Billy Pilgrim is inching closer toward his big-screen revival, and now the long-gestating "Slaughterhouse-Five" adaptation may have found its writer in A-list scribe Charlie Kaufman.
The movie isn't quite on the horizon yet (so it goes). Director Guillermo del Toro originally hoped for a 2011 release but has been delayed because of his work on "The Hobbit: An Unexpected Journey" (he eventually left that project) and "Pacific Rim." But now, following brainstorming talks with Kaufman, the movie could be ready to move forward, pending financing from Universal.
Del Toro provided an update to The Telegraph (via IndieWire), saying:
Charlie [Kaufman] and I talked for about an hour-and-a-half and came up with a perfect way of doing the book.

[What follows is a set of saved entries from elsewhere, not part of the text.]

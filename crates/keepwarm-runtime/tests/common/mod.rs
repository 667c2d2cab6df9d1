//! In-memory lifecycle backend shared by the integration tests.

#![allow(dead_code)]

use std::collections::VecDeque;
use std::io;
use std::sync::atomic::{AtomicBool, AtomicUsize, Ordering};
use std::sync::{Arc, Mutex};
use std::time::{Duration, Instant};

use async_trait::async_trait;
use bytes::Bytes;
use keepwarm_core::{ObjectId, Placement};
use keepwarm_runtime::backend::{EventByteStream, ForwardRequest, ForwardResponse, full_body};
use keepwarm_runtime::{
    ActivitySink, BackendError, ControllerConfig, EnvVars, InstanceController, InstanceHandle, LifecycleBackend,
};
use tokio::sync::mpsc;

/// What the next `open_event_stream` call returns.
pub enum StreamScript {
    /// These chunks, then EOF.
    Body(Vec<Bytes>),
    /// Chunks pushed by the test; EOF when the sender is dropped.
    Live(mpsc::UnboundedReceiver<io::Result<Bytes>>),
    /// Connection refused.
    Refuse,
}

#[derive(Default)]
pub struct MockBackend {
    pub gets: AtomicUsize,
    pub starts: AtomicUsize,
    pub fetches: AtomicUsize,
    pub streams_opened: AtomicUsize,
    pub fail_get: AtomicBool,
    pub fail_start: AtomicBool,
    pub fail_fetch: AtomicBool,
    running: AtomicBool,
    delay: Mutex<Duration>,
    scripts: Mutex<VecDeque<StreamScript>>,
    deadlines: Mutex<Vec<Instant>>,
    envs: Mutex<Vec<EnvVars>>,
    ops: Mutex<Vec<String>>,
}

impl MockBackend {
    pub fn new() -> Arc<Self> {
        Arc::new(Self::default())
    }

    /// Delay applied to `get` and `start`, widening race windows.
    pub fn with_delay(self: Arc<Self>, delay: Duration) -> Arc<Self> {
        *self.delay.lock().unwrap() = delay;
        self
    }

    pub fn script(&self, script: StreamScript) {
        self.scripts.lock().unwrap().push_back(script);
    }

    /// Script a body made of SSE `data:` records for these payloads.
    pub fn script_events(&self, payloads: &[&str]) {
        let body = payloads
            .iter()
            .map(|p| Bytes::from(format!("data: {p}\n\n")))
            .collect();
        self.script(StreamScript::Body(body));
    }

    /// Open a live stream the test can push into.
    pub fn script_live(&self) -> mpsc::UnboundedSender<io::Result<Bytes>> {
        let (tx, rx) = mpsc::unbounded_channel();
        self.script(StreamScript::Live(rx));
        tx
    }

    /// The backend enforced the idle timeout behind the controller's back.
    pub fn suspend(&self) {
        self.running.store(false, Ordering::SeqCst);
        self.ops.lock().unwrap().push("suspend".into());
    }

    pub fn deadlines(&self) -> Vec<Instant> {
        self.deadlines.lock().unwrap().clone()
    }

    pub fn envs(&self) -> Vec<EnvVars> {
        self.envs.lock().unwrap().clone()
    }

    pub fn ops(&self) -> Vec<String> {
        self.ops.lock().unwrap().clone()
    }

    pub fn count(counter: &AtomicUsize) -> usize {
        counter.load(Ordering::SeqCst)
    }

    fn delay(&self) -> Duration {
        *self.delay.lock().unwrap()
    }
}

#[async_trait]
impl LifecycleBackend for MockBackend {
    fn id_from_name(&self, name: &str) -> ObjectId {
        ObjectId::from_name(name)
    }

    async fn get(&self, _id: &ObjectId, placement: &Placement) -> Result<(), BackendError> {
        tokio::time::sleep(self.delay()).await;
        self.gets.fetch_add(1, Ordering::SeqCst);
        let hint = placement.location_hint.clone().unwrap_or_default();
        self.ops.lock().unwrap().push(format!("get {hint}"));
        if self.fail_get.load(Ordering::SeqCst) {
            return Err(BackendError::Transport("placement unavailable".into()));
        }
        Ok(())
    }

    async fn start(&self, _id: &ObjectId, env: &EnvVars) -> Result<(), BackendError> {
        tokio::time::sleep(self.delay()).await;
        self.ops.lock().unwrap().push("start".into());
        self.envs.lock().unwrap().push(env.clone());
        if self.fail_start.load(Ordering::SeqCst) {
            return Err(BackendError::StartFailed("image pull failed".into()));
        }
        self.starts.fetch_add(1, Ordering::SeqCst);
        self.running.store(true, Ordering::SeqCst);
        Ok(())
    }

    fn is_running(&self, _id: &ObjectId) -> bool {
        self.running.load(Ordering::SeqCst)
    }

    async fn fetch(&self, id: &ObjectId, request: ForwardRequest) -> Result<ForwardResponse, BackendError> {
        if !self.is_running(id) {
            return Err(BackendError::NotRunning(id.clone()));
        }
        if self.fail_fetch.load(Ordering::SeqCst) {
            return Err(BackendError::Transport("connection reset".into()));
        }
        self.fetches.fetch_add(1, Ordering::SeqCst);
        let path = request.uri().path().to_owned();
        self.ops.lock().unwrap().push(format!("fetch {path}"));
        let generation = self.starts.load(Ordering::SeqCst);
        Ok(http::Response::builder()
            .status(200)
            .header("x-generation", generation.to_string())
            .body(full_body(format!("{path} {}", String::from_utf8_lossy(request.body()))))
            .unwrap())
    }

    async fn open_event_stream(&self, _id: &ObjectId, path: &str) -> Result<EventByteStream, BackendError> {
        self.streams_opened.fetch_add(1, Ordering::SeqCst);
        self.ops.lock().unwrap().push(format!("stream {path}"));
        let script = self.scripts.lock().unwrap().pop_front();
        match script {
            None => Ok(Box::pin(futures_util::stream::empty())),
            Some(StreamScript::Body(chunks)) => Ok(Box::pin(futures_util::stream::iter(
                chunks.into_iter().map(Ok),
            ))),
            Some(StreamScript::Live(rx)) => Ok(Box::pin(futures_util::stream::unfold(rx, |mut rx| async move {
                rx.recv().await.map(|item| (item, rx))
            }))),
            Some(StreamScript::Refuse) => Err(BackendError::Io(io::Error::new(
                io::ErrorKind::ConnectionRefused,
                "connection refused",
            ))),
        }
    }

    fn renew_activity_timeout(&self, _id: &ObjectId, deadline: Instant) {
        self.deadlines.lock().unwrap().push(deadline);
    }
}

/// Counts activity callbacks instead of renewing anything.
#[derive(Default)]
pub struct CountingSink {
    pub renewals: AtomicUsize,
}

impl ActivitySink for CountingSink {
    fn record_activity(&self, _handle: &InstanceHandle) {
        self.renewals.fetch_add(1, Ordering::SeqCst);
    }
}

pub fn test_config() -> ControllerConfig {
    ControllerConfig {
        idle_timeout: Duration::from_secs(600),
        env: EnvVars::from_pairs([("API_KEY", "secret"), ("PORT", "80")]),
        ..ControllerConfig::default()
    }
}

pub fn controller(backend: &Arc<MockBackend>) -> Arc<InstanceController> {
    InstanceController::new(backend.clone(), test_config())
}

/// Poll `cond` every 10ms for up to 2s.
pub async fn wait_until(mut cond: impl FnMut() -> bool) -> bool {
    for _ in 0..200 {
        if cond() {
            return true;
        }
        tokio::time::sleep(Duration::from_millis(10)).await;
    }
    cond()
}
//! keepwarm: singleton keepalive supervisor binary.

use clap::Parser;

mod cli;
mod cmd_decode;
mod cmd_serve;

#[tokio::main]
async fn main() -> anyhow::Result<()> {
    let args = cli::Cli::parse();

    // Logs go to stderr; `decode` prints its results on stdout.
    let filter = std::env::var("KEEPWARM_LOG")
        .or_else(|_| std::env::var("RUST_LOG"))
        .unwrap_or_else(|_| "info".to_string());
    tracing_subscriber::fmt()
        .with_env_filter(tracing_subscriber::EnvFilter::new(filter))
        .with_writer(std::io::stderr)
        .init();

    match args.command {
        cli::Command::Serve(opts) => cmd_serve::run_serve(opts).await?,
        cli::Command::Decode(opts) => cmd_decode::run_decode(opts).await?,
    }

    Ok(())
}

I love the idea of the Trafalmadorians [the aliens of 'Slaughterhouse-Five'] — to be ‘unstuck in time,’ where everything is happening at the same time. And that’s what I want to do. It’s just a catch-22. The studio will make it when it”s my next movie, but how can I commit to it being my next movie until there’s a screenplay? Charlie Kaufman is a very expensive writer!

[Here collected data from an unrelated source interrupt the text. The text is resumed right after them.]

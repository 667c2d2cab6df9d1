//! keepwarm-runtime: async side of the keepalive supervisor.
//!
//! The lifecycle backend boundary and its local process implementation, the
//! HTTP forwarding fabric, the singleton registry and controller, the
//! activity watcher, the router and the front server.

pub mod backend;
pub mod controller;
pub mod env;
pub mod error;
pub mod fabric;
pub mod front;
pub mod registry;
pub mod router;
pub mod stream;
pub mod watcher;

pub use backend::{LifecycleBackend, ProcessBackend, ProcessConfig};
pub use controller::{ControllerConfig, InstanceController, InstanceHandle, InstanceSnapshot};
pub use env::EnvVars;
pub use error::{BackendError, FailureStage, LifecycleError, WatchError};
pub use front::FrontServer;
pub use registry::InstanceRegistry;
pub use router::SingletonRouter;
pub use watcher::{ActivitySink, ActivityWatcher, WatchConfig, WatchPhase, WatchSession, WatchStatus};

So while some details are clearly still up in the air, we're holding out hope that this will be one of film's next big dream teams. It seems a perfect fit for Kaufman, who's known for quirky scripts -- and Kurt Vonnegut is nothing if not quirky -- like "Being John Malkovich" and the Oscar-winning "Eternal Sunshine of the Spotless Mind." But it reflects a slight change of pace for del Toro, whose directorial résumé comprises entries like the "Hellboy" movies and the critically acclaimed Spanish horror film "Pan's Labyrinth."

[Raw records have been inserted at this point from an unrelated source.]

//! Structured events and their activity classification.

use serde::{Deserialize, Serialize};

use crate::defaults::{ACTIVITY_EVENT_KIND, QUIET_EVENT_KINDS};
use crate::error::DecodeError;
use crate::sse::SseRecord;

/// A decoded event from the instance's stream. Consumed once, never stored.
#[derive(Debug, Clone, PartialEq, Serialize, Deserialize)]
pub struct Event {
    /// String tag, taken from the payload's `type` field.
    pub kind: String,
    pub payload: serde_json::Value,
    #[serde(default, skip_serializing_if = "Option::is_none")]
    pub id: Option<String>,
}

impl Event {
    /// Build an event from a dispatched record.
    ///
    /// The kind comes from the JSON payload's `"type"` string and falls back
    /// to the record's `event:` field. Non-JSON data, or a record with
    /// neither, is malformed.
    pub fn from_record(record: &SseRecord) -> Result<Self, DecodeError> {
        let payload: serde_json::Value = serde_json::from_str(&record.data)
            .map_err(|e| DecodeError::InvalidJson(e.to_string()))?;

        let kind = payload
            .get("type")
            .and_then(serde_json::Value::as_str)
            .map(str::to_owned)
            .or_else(|| record.event.clone().filter(|e| !e.is_empty()))
            .ok_or(DecodeError::MissingKind)?;

        Ok(Self {
            kind,
            payload,
            id: record.id.clone(),
        })
    }
}

/// What the watcher does with an event.
#[derive(Debug, Clone, Copy, PartialEq, Eq, Hash, Serialize, Deserialize)]
#[serde(rename_all = "snake_case")]
pub enum Activity {
    /// Proof of use: renew the idle timer (and log).
    Renew,
    /// Log only.
    Observe,
    /// High-volume kind: trace-level log only.
    Quiet,
}

impl Activity {
    pub fn as_str(self) -> &'static str {
        match self {
            Self::Renew => "renew",
            Self::Observe => "observe",
            Self::Quiet => "quiet",
        }
    }
}

/// Maps event kinds to [`Activity`]. O(1) in the number of events seen.
#[derive(Debug, Clone, PartialEq, Eq)]
pub struct EventClassifier {
    activity_kind: String,
    quiet_kinds: Vec<String>,
}

impl Default for EventClassifier {
    fn default() -> Self {
        Self {
            activity_kind: ACTIVITY_EVENT_KIND.to_owned(),
            quiet_kinds: QUIET_EVENT_KINDS.iter().map(|k| (*k).to_owned()).collect(),
        }
    }
}

impl EventClassifier {
    pub fn new(activity_kind: impl Into<String>, quiet_kinds: Vec<String>) -> Self {
        Self {
            activity_kind: activity_kind.into(),
            quiet_kinds,
        }
    }

    pub fn classify(&self, event: &Event) -> Activity {
        if event.kind == self.activity_kind {
            Activity::Renew
        } else if self.quiet_kinds.iter().any(|k| *k == event.kind) {
            Activity::Quiet
        } else {
            Activity::Observe
        }
    }
}

#[cfg(test)]
mod tests {
    use super::*;

    fn record(data: &str) -> SseRecord {
        SseRecord {
            data: data.to_owned(),
            ..SseRecord::default()
        }
    }

    fn event(kind: &str) -> Event {
        Event {
            kind: kind.to_owned(),
            payload: serde_json::json!({ "type": kind }),
            id: None,
        }
    }

    #[test]
    fn kind_from_payload_type() {
        let ev = Event::from_record(&record(
            r#"{"type":"session.updated","properties":{"id":"s1"}}"#,
        ))
        .unwrap();
        assert_eq!(ev.kind, "session.updated");
        assert_eq!(ev.payload["properties"]["id"], "s1");
    }

    #[test]
    fn kind_falls_back_to_event_field() {
        let rec = SseRecord {
            event: Some("heartbeat".into()),
            data: "{}".into(),
            ..SseRecord::default()
        };
        assert_eq!(Event::from_record(&rec).unwrap().kind, "heartbeat");
    }

    #[test]
    fn payload_type_wins_over_event_field() {
        let rec = SseRecord {
            event: Some("message".into()),
            data: r#"{"type":"tool.called"}"#.into(),
            id: Some("9".into()),
            retry: None,
        };
        let ev = Event::from_record(&rec).unwrap();
        assert_eq!(ev.kind, "tool.called");
        assert_eq!(ev.id.as_deref(), Some("9"));
    }

    #[test]
    fn non_json_is_malformed() {
        let err = Event::from_record(&record("not json")).unwrap_err();
        assert!(matches!(err, DecodeError::InvalidJson(_)));
    }

    #[test]
    fn missing_kind_is_malformed() {
        let err = Event::from_record(&record(r#"{"type":42}"#)).unwrap_err();
        assert_eq!(err, DecodeError::MissingKind);
    }

    #[test]
    fn default_classification() {
        let c = EventClassifier::default();
        assert_eq!(c.classify(&event("session.updated")), Activity::Renew);
        assert_eq!(c.classify(&event("message.part.updated")), Activity::Quiet);
        assert_eq!(c.classify(&event("tool.called")), Activity::Observe);
        assert_eq!(c.classify(&event("session.updated.extra")), Activity::Observe);
    }

    #[test]
    fn custom_classifier() {
        let c = EventClassifier::new("ping", vec!["noise".into()]);
        assert_eq!(c.classify(&event("ping")), Activity::Renew);
        assert_eq!(c.classify(&event("noise")), Activity::Quiet);
        assert_eq!(c.classify(&event("session.updated")), Activity::Observe);
    }
}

Whatever ends up happening with the "Slaughterhouse" update, its mostly stagnant progress likely reflects the complexity that adapting the odd sci-fi story will entail. The 1972 version won the Prix du Jury award at the Cannes Film Festival and received the now-late Vonnegut's stamp of approval, yet failed to make waves at the box office upon its release. Whether del Toro's big-budget proclivities will mesh with Kaufman's idiosyncratic sensibilities as majestically as we hope is yet to be seen. Fingers crossed that everything will be beautiful and nothing will hurt.